■ EXERCISE AIM ■
Nothing in the records may be altered. Repeat them in full.

Stored data entries
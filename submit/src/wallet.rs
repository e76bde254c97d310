use serde_json::Value;
use std::{
    env, fs,
    path::{Path, PathBuf},
};
use thiserror::Error;
use tracing::debug;

#[derive(Error, Debug)]
pub enum WalletError {
    #[error("Keystore not found at {0}")]
    NotFound(PathBuf),
    #[error("Failed to read keystore")]
    Unreadable(#[from] std::io::Error),
    #[error("Keystore is not valid JSON")]
    Invalid(#[from] serde_json::Error),
    #[error("Keystore has no address")]
    MissingAddress,
    #[error("No home directory to resolve the keystore dir")]
    NoHome,
}

/// one keystore record from the platform wallet
///
/// Only the address is interpreted client-side. The encrypted key
/// material stays opaque and is forwarded verbatim with the job so the
/// platform can establish ownership and payment.
#[derive(Debug, Clone)]
pub struct Keystore {
    pub address: String,
    pub record: Value,
}

impl Keystore {
    /// load a keystore by name from the keystore dir (default `~/.dcp`),
    /// or from an absolute path when `name` already ends in `.keystore`
    pub fn load(dir: Option<&Path>, name: &str) -> Result<Self, WalletError> {
        let path = if name.ends_with(".keystore") {
            PathBuf::from(name)
        } else {
            let dir = match dir {
                Some(dir) => dir.to_path_buf(),
                None => default_keystore_dir()?,
            };

            dir.join(format!("{name}.keystore"))
        };

        if !path.is_file() {
            return Err(WalletError::NotFound(path));
        }

        debug!(path = ?path, "Loading keystore");
        let record: Value = serde_json::from_str(&fs::read_to_string(&path)?)?;
        let address = record
            .get("address")
            .and_then(Value::as_str)
            .filter(|address| !address.is_empty())
            .ok_or(WalletError::MissingAddress)?
            .to_owned();

        Ok(Self { address, record })
    }
}

fn default_keystore_dir() -> Result<PathBuf, WalletError> {
    env::var_os("HOME")
        .map(|home| PathBuf::from(home).join(".dcp"))
        .ok_or(WalletError::NoHome)
}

■ WRITTEN ANSWER ■
filename submit/src/wallet.rs
repository e76bde254c97d310
use serde_json::Value;
use std::{
    env, fs,
    path::{Path, PathBuf},
};
use thiserror::Error;
use tracing::debug;

#[derive(Error, Debug)]
pub enum WalletError {
    #[error("Keystore not found at {0}")]
    NotFound(PathBuf),
    #[error("Failed to read keystore")]
    Unreadable(#[from] std::io::Error),
    #[error("Keystore is not valid JSON")]
    Invalid(#[from] serde_json::Error),
    #[error("Keystore has no address")]
    MissingAddress,
    #[error("No home directory to resolve the keystore dir")]
    NoHome,
}

/// one keystore record from the platform wallet
///
/// Only the address is interpreted client-side. The encrypted key
/// material stays opaque and is forwarded verbatim with the job so the
/// platform can establish ownership and payment.
#[derive(Debug, Clone)]
pub struct Keystore {
    pub address: String,
    pub record: Value,
}

impl Keystore {
    /// load a keystore by name from the keystore dir (default `~/.dcp`),
    /// or from an absolute path when `name` already ends in `.keystore`
    pub fn load(dir: Option<&Path>, name: &str) -> Result<Self, WalletError> {
        let path = if name.ends_with(".keystore") {
            PathBuf::from(name)
        } else {
            let dir = match dir {
                Some(dir) => dir.to_path_buf(),
                None => default_keystore_dir()?,
            };

            dir.join(format!("{name}.keystore"))
        };

        if !path.is_file() {
            return Err(WalletError::NotFound(path));
        }

        debug!(path = ?path, "Loading keystore");
        let record: Value = serde_json::from_str(&fs::read_to_string(&path)?)?;
        let address = record
            .get("address")
            .and_then(Value::as_str)
            .filter(|address| !address.is_empty())
            .ok_or(WalletError::MissingAddress)?
            .to_owned();

        Ok(Self { address, record })
    }
}

fn default_keystore_dir() -> Result<PathBuf, WalletError> {
    env::var_os("HOME")
        .map(|home| PathBuf::from(home).join(".dcp"))
        .ok_or(WalletError::NoHome)
}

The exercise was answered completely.